━━━━━ Dataset excerpts

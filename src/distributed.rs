//! Distributed index and autocompleter over independent shards.
//!
//! A [`engine::DistributedIndex`] presents N shard backends as one logical
//! index. Writes are routed by a [`crate::partition::partitioner::Partitioner`],
//! reads fan out to every shard through the worker pool and the partial
//! results are merged by descending score.

pub mod config;
pub mod engine;
pub mod merger;
pub mod metrics;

━━━━━━━━━━

● Required action
The lines from the one containing "over independent shards." through the last line of the material above are to be copied exactly, both ends included.

● Expected output
//! Distributed index and autocompleter over independent shards.
//!
//! A [`engine::DistributedIndex`] presents N shard backends as one logical
//! index. Writes are routed by a [`crate::partition::partitioner::Partitioner`],
//! reads fan out to every shard through the worker pool and the partial
//! results are merged by descending score.

pub mod config;
pub mod engine;
pub mod merger;
pub mod metrics;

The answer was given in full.